DATA LISTING Block Start

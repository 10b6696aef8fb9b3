//! End-to-end scenarios over a running [`Core`]: trust-graph convergence
//! and friend-of-friend authorization (spec §8 S1-S5), and FSCK/Heal over
//! a deliberately broken feed (S6-S7).

use std::thread;
use std::time::Duration;

use ssb_core::{Core, CoreConfig};
use ssb_crypto::ed25519::KeyPair;
use ssb_fsck::FsckMode;
use ssb_graph::{AuthorizeResult, Authorizer};
use ssb_types::{FeedAlgo, FeedRef, Message, MessageRef};

fn open_core() -> (Core, tempfile::TempDir) {
    let dir = tempfile::tempdir().expect("tempdir");
    let mut config = CoreConfig::default();
    config.storage.data_dir = dir.path().to_string_lossy().into_owned();
    let core = Core::open(config).expect("open core");
    (core, dir)
}

fn feed_of(kp: &KeyPair) -> FeedRef {
    FeedRef::new(FeedAlgo::Ed25519, kp.verifying_key.to_bytes())
}

/// Signs an arbitrary message, allowing a non-contiguous `sequence` so
/// tests can construct the deliberately broken feeds S6/S7 need — the
/// receive-log itself doesn't enforce chain continuity, only that
/// `sequence == 1` iff `previous` is absent.
fn signed(kp: &KeyPair, sequence: i64, previous: Option<MessageRef>, content: serde_json::Value) -> Message {
    let author = feed_of(kp);
    let mut map = serde_json::Map::new();
    map.insert(
        "previous".into(),
        previous.map(|p| serde_json::Value::String(p.to_string())).unwrap_or(serde_json::Value::Null),
    );
    map.insert("author".into(), serde_json::Value::String(author.to_string()));
    map.insert("sequence".into(), serde_json::Value::from(sequence));
    map.insert("timestamp".into(), serde_json::Value::from(1000u64 + sequence as u64));
    map.insert("hash".into(), serde_json::Value::String("sha256".into()));
    map.insert("content".into(), content);
    let unsigned = serde_json::to_string_pretty(&serde_json::Value::Object(map.clone())).unwrap().into_bytes();
    let sig = kp.signing_key.sign(&unsigned);
    map.insert(
        "signature".into(),
        serde_json::Value::String(format!(
            "{}.sig.ed25519",
            base64::Engine::encode(&base64::engine::general_purpose::STANDARD, sig.to_bytes())
        )),
    );
    let json = serde_json::to_vec(&serde_json::Value::Object(map)).unwrap();
    Message::parse_and_verify(&json).expect("valid message")
}

fn signed_post(kp: &KeyPair, sequence: i64, previous: Option<MessageRef>) -> Message {
    signed(kp, sequence, previous, serde_json::json!({ "type": "post", "text": "hi" }))
}

fn signed_contact(kp: &KeyPair, sequence: i64, previous: Option<MessageRef>, contact: &FeedRef, following: bool) -> Message {
    signed(
        kp,
        sequence,
        previous,
        serde_json::json!({ "type": "contact", "contact": contact.to_string(), "following": following }),
    )
}

/// Waits for the badger graph pump to observe everything appended so far.
/// There's no explicit "convergence" signal exposed, so this polls
/// `node_count` until it stabilizes at the expected value or times out.
fn wait_for_node_count(core: &Core, expected: usize) {
    for _ in 0..50 {
        if core.graph().expect("graph").node_count() == expected {
            return;
        }
        thread::sleep(Duration::from_millis(20));
    }
    panic!("graph never converged to {expected} nodes");
}

#[test]
fn test_s1_empty_graph_root_is_unreachable_to_anyone() {
    let (core, _dir) = open_core();
    let m = KeyPair::generate();
    let a = KeyPair::generate();
    let m_ref = feed_of(&m);
    let a_ref = feed_of(&a);

    let graph = core.graph().expect("graph");
    assert_eq!(graph.node_count(), 0);

    let auth = Authorizer::new(m_ref, 0, &graph);
    assert_eq!(auth.authorize(&a_ref), AuthorizeResult::OutOfReach { dist: None, max: 0 });

    core.shutdown().expect("shutdown");
}

#[test]
fn test_s2_through_s5_trust_graph_progression() {
    let (core, _dir) = open_core();
    assert!(core.get_multi_log("feeds").is_some());

    let m = KeyPair::generate();
    let a = KeyPair::generate();
    let b = KeyPair::generate();
    let c = KeyPair::generate();
    let d = KeyPair::generate();
    let (m_ref, a_ref, b_ref, c_ref, d_ref) = (feed_of(&m), feed_of(&a), feed_of(&b), feed_of(&c), feed_of(&d));

    // Publish through a second handle onto the same database file: the
    // orchestrator's named operations don't include an append/publish
    // method (spec §4.8 — that's the transport layer's job), so tests feed
    // the receive-log directly, the same way a transport would.
    let store = ssb_store::Store::open(&core.config().data_dir().join("ssb.db")).expect("reopen store");
    let rl = store.receive_log();

    // S2: M follows A, M blocks B.
    let m1 = signed_contact(&m, 1, None, &a_ref, true);
    rl.append(&m1).unwrap();
    let m2 = signed(
        &m,
        2,
        Some(m1.key),
        serde_json::json!({ "type": "contact", "contact": b_ref.to_string(), "blocking": true }),
    );
    rl.append(&m2).unwrap();

    wait_for_node_count(&core, 3);
    let graph = core.graph().expect("graph");
    assert_eq!(graph.node_count(), 3);

    let auth0 = Authorizer::new(m_ref, 0, &graph);
    assert_eq!(auth0.authorize(&a_ref), AuthorizeResult::Ok);
    assert_eq!(auth0.authorize(&b_ref), AuthorizeResult::OutOfReach { dist: None, max: 0 });
    assert_eq!(auth0.authorize(&c_ref), AuthorizeResult::OutOfReach { dist: None, max: 0 });

    // S3: A follows C.
    let a1 = signed_contact(&a, 1, None, &c_ref, true);
    rl.append(&a1).unwrap();
    wait_for_node_count(&core, 4);
    let graph = core.graph().expect("graph");

    let auth0 = Authorizer::new(m_ref, 0, &graph);
    assert_eq!(auth0.authorize(&c_ref), AuthorizeResult::OutOfReach { dist: Some(1), max: 0 });
    let auth1 = Authorizer::new(m_ref, 1, &graph);
    assert_eq!(auth1.authorize(&c_ref), AuthorizeResult::Ok);

    // S4: A follows M back (reciprocal); node count and reach unchanged.
    let a2 = signed_contact(&a, 2, Some(a1.key), &m_ref, true);
    rl.append(&a2).unwrap();
    // Node count stays 4 (no new feeds referenced); just wait for the edge.
    thread::sleep(Duration::from_millis(100));
    let graph = core.graph().expect("graph");
    assert_eq!(graph.node_count(), 4);
    let auth0 = Authorizer::new(m_ref, 0, &graph);
    assert_eq!(auth0.authorize(&c_ref), AuthorizeResult::OutOfReach { dist: Some(1), max: 0 });

    // S5: C follows D.
    let c1 = signed_contact(&c, 1, None, &d_ref, true);
    rl.append(&c1).unwrap();
    wait_for_node_count(&core, 5);
    let graph = core.graph().expect("graph");

    let auth1 = Authorizer::new(m_ref, 1, &graph);
    assert_eq!(auth1.authorize(&d_ref), AuthorizeResult::OutOfReach { dist: Some(2), max: 1 });
    let auth2 = Authorizer::new(m_ref, 2, &graph);
    assert_eq!(auth2.authorize(&d_ref), AuthorizeResult::Ok);

    core.shutdown().expect("shutdown");
}

#[test]
fn test_s6_length_fsck_reports_gap() {
    let (core, _dir) = open_core();
    let store = ssb_store::Store::open(&core.config().data_dir().join("ssb.db")).expect("reopen store");
    let rl = store.receive_log();
    let feeds = core.get_multi_log("feeds").expect("feeds index");

    let kp = KeyPair::generate();
    let m1 = signed_post(&kp, 1, None);
    let m2 = signed_post(&kp, 2, Some(m1.key));
    let m4 = signed_post(&kp, 4, Some(m2.key)); // gap: sequence 3 missing
    let rx1 = rl.append(&m1).unwrap();
    let rx2 = rl.append(&m2).unwrap();
    let rx4 = rl.append(&m4).unwrap();

    // Index all three rxSeqs, so the sub-log's length (3, 0-based last
    // index 2) implies an expected next sequence of 3 — but the last
    // entry's message is actually sequence 4.
    let addr = m1.author.to_storage();
    feeds.index_one(&addr, rx1).unwrap();
    feeds.index_one(&addr, rx2).unwrap();
    feeds.index_one(&addr, rx4).unwrap();

    let err = core.fsck(FsckMode::Length, None).unwrap_err();
    match err {
        ssb_core::CoreError::WrongSequence(w) => {
            assert_eq!(w.expected, 3);
            assert_eq!(w.found, 4);
        }
        other => panic!("expected WrongSequence, got {other:?}"),
    }

    core.shutdown().expect("shutdown");
}

#[test]
fn test_s7_sequence_fsck_and_heal_clear_broken_feed() {
    let (core, _dir) = open_core();
    let store = ssb_store::Store::open(&core.config().data_dir().join("ssb.db")).expect("reopen store");
    let rl = store.receive_log();

    let kp = KeyPair::generate();
    let m1 = signed_post(&kp, 1, None);
    let m3 = signed_post(&kp, 3, Some(m1.key)); // skips sequence 2
    let rx1 = rl.append(&m1).unwrap();
    let rx3 = rl.append(&m3).unwrap();

    for name in ["feeds", "byType", "byContent"] {
        if let Some(ml) = core.get_multi_log(name) {
            ml.index_one(&m1.author.to_storage(), rx1).unwrap();
            ml.index_one(&m1.author.to_storage(), rx3).unwrap();
        }
    }

    let err = core.fsck(FsckMode::Sequence, None).unwrap_err();
    let ssb_core::CoreError::ConsistencyProblems(problems) = err else {
        panic!("expected ConsistencyProblems");
    };
    assert!(problems.bad_rx_seqs.contains(&rx1));
    assert!(problems.bad_rx_seqs.contains(&rx3));

    core.heal_repo(&problems).expect("heal");

    assert!(core.fsck(FsckMode::Sequence, None).is_ok());
    assert!(core.fsck(FsckMode::Length, None).is_ok());

    for name in ["feeds", "byType", "byContent"] {
        if let Some(ml) = core.get_multi_log(name) {
            assert!(ml.get(&m1.author.to_storage()).unwrap().is_empty());
        }
    }

    core.shutdown().expect("shutdown");
}
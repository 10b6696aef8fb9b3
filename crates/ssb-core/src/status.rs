//! Status reporting (spec §6): a snapshot for external observers.

use std::time::Duration;

use serde::{Deserialize, Serialize};

/// State of one running index pump.
#[derive(Debug, Clone, PartialEq, Eq, Serialize, Deserialize)]
pub enum IndexState {
    Idle,
    Building,
    Error(String),
}

/// Name and current state of one index.
#[derive(Debug, Clone, Serialize, Deserialize)]
pub struct IndexStatus {
    pub name: String,
    pub state: IndexState,
}

/// One connected peer, as surfaced by the (external) transport layer.
#[derive(Debug, Clone, Serialize, Deserialize)]
pub struct PeerStatus {
    pub address: String,
    pub connected_for: Duration,
}

/// A point-in-time snapshot of the core's health (spec §6). The `peers`
/// and `pending_blob_wants` fields are populated by the transport/blob
/// layers this core doesn't own; they default empty here.
#[derive(Debug, Clone, Serialize, Deserialize)]
pub struct Status {
    pub pid: u32,
    #[serde(default)]
    pub peers: Vec<PeerStatus>,
    #[serde(default)]
    pub pending_blob_wants: Vec<String>,
    pub receive_log_length: i64,
    pub indexes: Vec<IndexStatus>,
}
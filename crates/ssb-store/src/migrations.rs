//! Schema migration: a single versioned DDL application tracked by
//! `PRAGMA user_version`, the same mechanism the teacher workspace uses.

use rusqlite::Connection;

use crate::{schema, Result, StoreError};

pub const SCHEMA_VERSION: u32 = 1;

pub fn run(conn: &Connection) -> Result<()> {
    let version: u32 = conn
        .pragma_query_value(None, "user_version", |row| row.get(0))
        .map_err(StoreError::Sqlite)?;

    if version == 0 {
        conn.execute_batch(schema::SCHEMA_SQL)?;
        conn.pragma_update(None, "user_version", SCHEMA_VERSION)?;
    } else if version != SCHEMA_VERSION {
        return Err(StoreError::Corrupt(format!(
            "unsupported schema version {version}, expected {SCHEMA_VERSION}"
        )));
    }
    Ok(())
}
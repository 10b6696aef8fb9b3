//! # ssb-core
//!
//! The orchestrator that wires storage, indexing, and the trust graph into
//! one running peer core (spec §4.8): opens the receive-log and configured
//! multi-logs, starts their index pumps, and exposes the external interface
//! (spec §6) that a transport layer sits on top of.

pub mod config;
pub mod orchestrator;
pub mod status;

pub use config::CoreConfig;
pub use orchestrator::{Core, Replicator};
pub use status::Status;

use ssb_fsck::{ConsistencyProblems, FsckError, WrongSequence};

/// The external error surface (spec §6): every error an orchestrator
/// operation can return, independent of which internal crate raised it.
#[derive(Debug, thiserror::Error)]
pub enum CoreError {
    #[error("not found")]
    NotFound,
    #[error("entry {0} is nulled")]
    Nulled(i64),
    #[error("malformed reference: {0}")]
    MalformedRef(String),
    #[error(transparent)]
    WrongSequence(#[from] WrongSequence),
    #[error("out of reach ({dist:?} hops, max {max})")]
    OutOfReach { dist: Option<i64>, max: i64 },
    #[error("shutting down")]
    ShuttingDown,
    #[error(transparent)]
    IOError(#[from] std::io::Error),
    #[error("corrupt: {0}")]
    Corrupt(String),
    #[error(transparent)]
    ConsistencyProblems(#[from] ConsistencyProblems),
}

pub type Result<T> = std::result::Result<T, CoreError>;

impl From<ssb_store::StoreError> for CoreError {
    fn from(e: ssb_store::StoreError) -> Self {
        match e {
            ssb_store::StoreError::NotFound(_) => CoreError::NotFound,
            ssb_store::StoreError::Nulled(rx_seq) => CoreError::Nulled(rx_seq),
            ssb_store::StoreError::ShuttingDown => CoreError::ShuttingDown,
            other => CoreError::Corrupt(other.to_string()),
        }
    }
}

impl From<ssb_types::RefError> for CoreError {
    fn from(e: ssb_types::RefError) -> Self {
        CoreError::MalformedRef(e.to_string())
    }
}

impl From<ssb_index::IndexError> for CoreError {
    fn from(e: ssb_index::IndexError) -> Self {
        match e {
            ssb_index::IndexError::Store(e) => e.into(),
        }
    }
}

impl From<ssb_graph::GraphError> for CoreError {
    fn from(e: ssb_graph::GraphError) -> Self {
        match e {
            ssb_graph::GraphError::Store(e) => e.into(),
            ssb_graph::GraphError::Ref(e) => e.into(),
        }
    }
}

impl From<FsckError> for CoreError {
    fn from(e: FsckError) -> Self {
        match e {
            FsckError::Store(e) => e.into(),
            FsckError::Ref(e) => e.into(),
            FsckError::WrongSequence(e) => CoreError::WrongSequence(e),
            FsckError::Consistency(e) => CoreError::ConsistencyProblems(e),
        }
    }
}
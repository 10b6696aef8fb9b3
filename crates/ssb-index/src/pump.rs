//! The index pump (spec §4.4): recovers its cursor, opens a live query on
//! the receive-log, and applies an update function per message, persisting
//! the cursor as it goes.

use ssb_store::{CancelToken, CursorStore, MultiLog, ReceiveLog, StoreError};

use crate::{AddrFn, IndexError};

/// One long-lived pump feeding one named multi-log.
pub struct Pump {
    name: String,
    receive_log: ReceiveLog,
    multi_log: MultiLog,
    addr_fn: AddrFn,
}

impl Pump {
    pub fn new(name: impl Into<String>, receive_log: ReceiveLog, multi_log: MultiLog, addr_fn: AddrFn) -> Self {
        Self {
            name: name.into(),
            receive_log,
            multi_log,
            addr_fn,
        }
    }

    pub fn name(&self) -> &str {
        &self.name
    }

    /// Run until cancelled or a transient error occurs. Returns `Ok(())`
    /// on clean shutdown (spec: `ShuttingDown` is success, not failure).
    pub fn run(&self, cursors: &CursorStore, cancel: &CancelToken) -> Result<(), IndexError> {
        let start = cursors.get(&self.name)? + 1;
        tracing::debug!(index = %self.name, start, "starting index pump");
        let mut live = self.receive_log.live_from(start);

        loop {
            match live.next_blocking(cancel) {
                Ok((rx_seq, Some(msg))) => {
                    let addrs = (self.addr_fn)(&msg);
                    if addrs.is_empty() {
                        cursors.set(&self.name, rx_seq)?;
                    } else {
                        for addr in addrs {
                            self.multi_log.index_one(&addr, rx_seq)?;
                        }
                    }
                }
                Ok((rx_seq, None)) => {
                    // Nulled entry: nothing to index, still advance the cursor.
                    cursors.set(&self.name, rx_seq)?;
                }
                Err(StoreError::ShuttingDown) => {
                    tracing::debug!(index = %self.name, "index pump shutting down");
                    return Ok(());
                }
                Err(e) => return Err(e.into()),
            }
        }
    }
}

DATA LISTING Block End

● **EXERCISE OBJECTIVE**:
The expected result is every line above containing the string "ConsistencyProblems".

● **RESULT**:
    let ssb_core::CoreError::ConsistencyProblems(problems) = err else {
        panic!("expected ConsistencyProblems");
use ssb_fsck::{ConsistencyProblems, FsckError, WrongSequence};
    ConsistencyProblems(#[from] ConsistencyProblems),
            FsckError::Consistency(e) => CoreError::ConsistencyProblems(e),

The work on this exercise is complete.